Bridging the Gap: Setting Up Site-to-Site Networking with Tailscale and pfSense

I was first introduced to Tailscale by a friend, and I was immediately struck by how elegantly it handles mesh VPN networking. Setting it up on my pfSense firewalls was a breeze, but after running it as a standard client for a while, I realized I was barely scratching the surface of its potential.

I wanted more than just “remote access.” I wanted my two separate locations to act as one cohesive network.

The goal was simple: bridge two pfSense firewalls so that every machine on both subnets could communicate seamlessly without needing the Tailscale app installed on every single device. After some configuration and testing, I successfully established a transparent site-to-site bridge.

Connecting remote networks via Tailscale on pfSense is a powerful way to bridge infrastructure. However, the connection is only as good as the firewall rules and NAT settings that govern it. To ensure seamless communication between your local and remote subnets, follow this three-step configuration on both pfSense nodes.

1. Allow Outbound Traffic (LAN Interface)

The first step is ensuring your local devices are permitted to send traffic out through the Tailscale tunnel to the remote network.

  1. Navigate to Firewall > Rules > LAN.
  2. Click Add to create a new rule.
  3. Configure the rule with the following parameters:
    • Action: Pass
    • Interface: LAN
    • Address Family: IPv4
    • Protocol: Any
    • Source: LAN Subnets
    • Destination: Network | Enter Remote Subnet CIDR (e.g., 192.168.0.0/24)
  4. Save and Apply Changes.

2. Allow Inbound Traffic (Tailscale Interface)

Next, you must allow the remote subnet to reach your local resources. This rule sits on the specific Tailscale interface.

  1. Navigate to Firewall > Rules > Tailscale.
  2. Click Add to create a new rule.
  3. Configure the rule as follows:
    • Action: Pass
    • Interface: TAILSCALE
    • Address Family: IPv4
    • Protocol: Any
    • Source: Network | Enter Remote Subnet CIDR (e.g., 192.168.0.0/24)
    • Destination: LAN Subnets
  4. Save and Apply Changes.

3. Configure Outbound NAT (The Secret Sauce)

For return traffic to find its way back properly across the tunnel, pfSense needs a specific Outbound NAT mapping. This prevents “asymmetric routing” issues where the remote side doesn’t know how to reach back to your local LAN.

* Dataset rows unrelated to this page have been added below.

//! Payload codec: turns a method, URL, and payload into wire form.
//!
//! - Body-less methods (GET, DELETE, HEAD, OPTIONS) carry structured
//!   payloads as query parameters.
//! - Body methods (POST, PUT, PATCH, ...) carry structured payloads as JSON
//!   and raw strings as a quoted JSON string.
//! - XML payloads bypass both and are sent verbatim with a default
//!   `Content-Type`.
//!
//! The encoded body is handed to the pipeline as a [`BodyFactory`] so
//! every attempt receives a fresh copy.

mod body;
mod codec;
mod error;


pub use body::BodyFactory;
pub use codec::{EncodedRequest, Payload, XML_CONTENT_TYPE, encode, is_query_method};
pub use error::EncodeError;
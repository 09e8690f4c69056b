//! Shared test fixtures: scripted transport, recording sink, fixed clock.

use std::collections::VecDeque;
use std::sync::atomic::{AtomicUsize, Ordering};
use std::sync::{Arc, Mutex};
use std::time::{Duration, SystemTime};

use crate::logging::{LogEvent, LogSink};
use crate::time::Clock;
use crate::transport::{HttpClient, HttpError, HttpRequest, HttpResponse};

/// Clock frozen at a fixed number of seconds after the epoch.
pub struct MockClock {
    secs: u64,
}

impl MockClock {
    pub const fn new(secs: u64) -> Self {
        Self { secs }
    }
}

impl Clock for MockClock {
    fn now(&self) -> SystemTime {
        SystemTime::UNIX_EPOCH + Duration::from_secs(self.secs)
    }
}

/// Sink that keeps every event for later inspection.
#[derive(Default)]
pub struct RecordingSink {
    events: Mutex<Vec<LogEvent>>,
}

impl RecordingSink {
    pub fn events(&self) -> Vec<LogEvent> {
        self.events.lock().unwrap().clone()
    }

    pub fn kinds(&self) -> Vec<&'static str> {
        self.events().iter().map(|e| e.kind.name()).collect()
    }
}

impl LogSink for RecordingSink {
    fn emit(&self, event: &LogEvent) {
        self.events.lock().unwrap().push(event.clone());
    }
}

/// One scripted transport result.
pub enum Step {
    Respond(u16, &'static str),
    Fail(fn() -> HttpError),
    /// Waits (in tokio time) before responding 200.
    Delay(Duration),
}

/// Transport that replays a script and captures every request.
///
/// The last step repeats once the script is exhausted.
pub struct MockTransport {
    steps: Mutex<VecDeque<Step>>,
    requests: Mutex<Vec<HttpRequest>>,
    calls: AtomicUsize,
}

impl MockTransport {
    pub fn new(steps: Vec<Step>) -> Arc<Self> {
        Arc::new(Self {
            steps: Mutex::new(steps.into()),
            requests: Mutex::new(Vec::new()),
            calls: AtomicUsize::new(0),
        })
    }

    pub fn ok(body: &'static str) -> Arc<Self> {
        Self::new(vec![Step::Respond(200, body)])
    }

    pub fn calls(&self) -> usize {
        self.calls.load(Ordering::SeqCst)
    }

    pub fn captured_requests(&self) -> Vec<HttpRequest> {
        self.requests.lock().unwrap().clone()
    }

    fn next_step(&self) -> Step {
        let mut steps = self.steps.lock().unwrap();
        if steps.len() > 1 {
            return steps.pop_front().unwrap();
        }
        match steps.front().unwrap() {
            Step::Respond(status, body) => Step::Respond(*status, body),
            Step::Fail(make) => Step::Fail(*make),
            Step::Delay(d) => Step::Delay(*d),
        }
    }
}

impl HttpClient for Arc<MockTransport> {
    async fn request(&self, req: HttpRequest) -> Result<HttpResponse, HttpError> {
        self.calls.fetch_add(1, Ordering::SeqCst);
        self.requests.lock().unwrap().push(req);

        match self.next_step() {
            Step::Respond(status, body) => Ok(HttpResponse::new(
                http::StatusCode::from_u16(status).unwrap(),
                http::HeaderMap::new(),
                body.as_bytes().to_vec(),
            )),
            Step::Fail(make) => Err(make()),
            Step::Delay(duration) => {
                tokio::time::sleep(duration).await;
                Ok(HttpResponse::new(
                    http::StatusCode::OK,
                    http::HeaderMap::new(),
                    b"late".to_vec(),
                ))
            }
        }
    }
}

pub fn connection_refused() -> HttpError {
    HttpError::Connection(Box::new(std::io::Error::new(
        std::io::ErrorKind::ConnectionRefused,
        "connection refused",
    )))
}

pub fn timed_out() -> HttpError {
    HttpError::Timeout
}

pub fn unexpected_eof() -> HttpError {
    HttpError::Body(Box::new(std::io::Error::new(
        std::io::ErrorKind::UnexpectedEof,
        "EOF",
    )))
}

pub fn tls_failure() -> HttpError {
    HttpError::Tls(Box::new(std::io::Error::new(
        std::io::ErrorKind::InvalidData,
        "received corrupt message of type InvalidContentType",
    )))
}

pub fn unknown_host() -> HttpError {
    HttpError::Resolve(Box::new(std::io::Error::other(
        "failed to lookup address information",
    )))
}

pub fn invalid_url() -> HttpError {
    HttpError::InvalidUrl("relative URL without a base".to_string())
}
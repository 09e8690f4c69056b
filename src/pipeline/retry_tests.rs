//! Tests for `RetryPolicy`.

use std::time::Duration;

use http::StatusCode;

use super::{CallError, RetryPolicy};
use crate::payload::EncodeError;
use crate::test_fixtures::{
    connection_refused, invalid_url, timed_out, tls_failure, unexpected_eof, unknown_host,
};
use crate::transport::HttpError;

fn status(code: u16) -> CallError {
    CallError::Status {
        status: StatusCode::from_u16(code).unwrap(),
        body: String::new(),
    }
}

mod defaults {
    use super::*;

    #[test]
    fn new_creates_policy_with_defaults() {
        let policy = RetryPolicy::new();

        assert_eq!(policy.max_retries, 0);
        assert_eq!(policy.retry_delay, Duration::from_secs(1));
        assert_eq!(
            policy.retry_on_status.iter().copied().collect::<Vec<_>>(),
            vec![500, 502, 503, 504]
        );
    }

    #[test]
    fn default_trait_matches_new() {
        assert_eq!(RetryPolicy::default(), RetryPolicy::new());
    }

    #[test]
    fn default_makes_a_single_attempt() {
        assert_eq!(RetryPolicy::new().max_attempts(), 1);
    }
}

mod builder {
    use super::*;

    #[test]
    fn with_max_retries_sets_attempts() {
        let policy = RetryPolicy::new().with_max_retries(3);

        assert_eq!(policy.max_retries, 3);
        assert_eq!(policy.max_attempts(), 4);
    }

    #[test]
    fn max_attempts_saturates() {
        assert_eq!(
            RetryPolicy::new().with_max_retries(u32::MAX).max_attempts(),
            u32::MAX
        );
    }

    #[test]
    fn with_retry_delay_sets_delay() {
        let policy = RetryPolicy::new().with_retry_delay(Duration::from_millis(250));
        assert_eq!(policy.retry_delay, Duration::from_millis(250));
    }

    #[test]
    fn with_retry_on_status_replaces_set() {
        let policy = RetryPolicy::new().with_retry_on_status([429, 429, 503]);

        assert!(policy.is_retryable_status(429));
        assert!(policy.is_retryable_status(503));
        assert!(!policy.is_retryable_status(500));
        assert_eq!(policy.retry_on_status.len(), 2);
    }
}

mod should_retry {
    use super::*;

    #[test]
    fn configured_server_errors_retry() {
        let policy = RetryPolicy::new();
        for code in [500, 502, 503, 504] {
            assert!(policy.should_retry(&status(code)), "{code} should retry");
        }
    }

    #[test]
    fn unlisted_statuses_do_not_retry() {
        let policy = RetryPolicy::new();
        for code in [400, 401, 404, 429, 501] {
            assert!(!policy.should_retry(&status(code)), "{code} should not retry");
        }
    }

    #[test]
    fn too_many_requests_retries_only_when_listed() {
        let default = RetryPolicy::new();
        let with_429 = RetryPolicy::new().with_retry_on_status([429, 500, 502, 503, 504]);

        assert!(!default.should_retry(&status(429)));
        assert!(with_429.should_retry(&status(429)));
    }

    #[test]
    fn transient_transport_failures_retry() {
        let policy = RetryPolicy::new();

        assert!(policy.should_retry(&connection_refused().into()));
        assert!(policy.should_retry(&timed_out().into()));
        assert!(policy.should_retry(&unexpected_eof().into()));
    }

    #[test]
    fn permanent_transport_failures_do_not_retry() {
        let policy = RetryPolicy::new();
        let request = HttpError::Request(Box::new(std::io::Error::other("redirect loop")));

        assert!(!policy.should_retry(&invalid_url().into()));
        assert!(!policy.should_retry(&request.into()));
    }

    #[test]
    fn tls_and_dns_failures_do_not_retry() {
        let policy = RetryPolicy::new().with_max_retries(3);

        assert!(!policy.should_retry(&tls_failure().into()));
        assert!(!policy.should_retry(&unknown_host().into()));
    }

    #[test]
    fn invalid_url_does_not_retry() {
        let error = CallError::InvalidUrl {
            url: "::".to_string(),
            reason: "relative URL without a base".to_string(),
        };
        assert!(!RetryPolicy::new().should_retry(&error));
    }

    #[test]
    fn encoding_failure_does_not_retry() {
        let error = CallError::from(EncodeError::QueryNotObject {
            method: http::Method::GET,
        });
        assert!(!RetryPolicy::new().should_retry(&error));
    }

    #[test]
    fn deadline_never_retries() {
        let error = CallError::Deadline {
            timeout: Duration::from_secs(30),
        };
        assert!(!RetryPolicy::new().should_retry(&error));
    }
}

mod call_error {
    use super::*;

    #[test]
    fn status_message_embeds_the_code() {
        assert_eq!(
            status(503).to_string(),
            "received non-2xx response code: 503"
        );
    }

    #[test]
    fn status_carries_body() {
        let error = CallError::Status {
            status: StatusCode::BAD_GATEWAY,
            body: "upstream down".to_string(),
        };

        assert_eq!(error.body(), Some("upstream down"));
        assert_eq!(error.status(), Some(StatusCode::BAD_GATEWAY));
    }

    #[test]
    fn other_variants_have_no_body() {
        let error: CallError = timed_out().into();

        assert_eq!(error.body(), None);
        assert_eq!(error.status(), None);
        assert!(!error.is_deadline());
    }

    #[test]
    fn invalid_url_encode_error_maps_to_invalid_url() {
        let error = CallError::from(EncodeError::InvalidUrl {
            url: "nope".to_string(),
            reason: "relative URL without a base".to_string(),
        });

        assert!(matches!(error, CallError::InvalidUrl { ref url, .. } if url == "nope"));
    }

    #[test]
    fn deadline_message_names_the_budget() {
        let error = CallError::Deadline {
            timeout: Duration::from_millis(1500),
        };

        assert!(error.is_deadline());
        assert_eq!(error.to_string(), "Request deadline of 1500ms exceeded");
    }
}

  1. Navigate to Firewall > NAT > Outbound.
  2. Select Hybrid Outbound NAT mode and click Save.
  3. Click Add to create a new Mapping at the top of the list:
    • Interface: TAILSCALE
    • Source: LAN Subnets
    • Destination: Network | Enter Remote Subnet CIDR (e.g., 192.168.0.0/24)
  4. Save and Apply Changes.

Pro Tip: Always verify your connection by performing a traceroute from a device on the LAN (not the firewall itself) to a device on the remote subnet. This confirms that the NAT and routing are behaving as expected.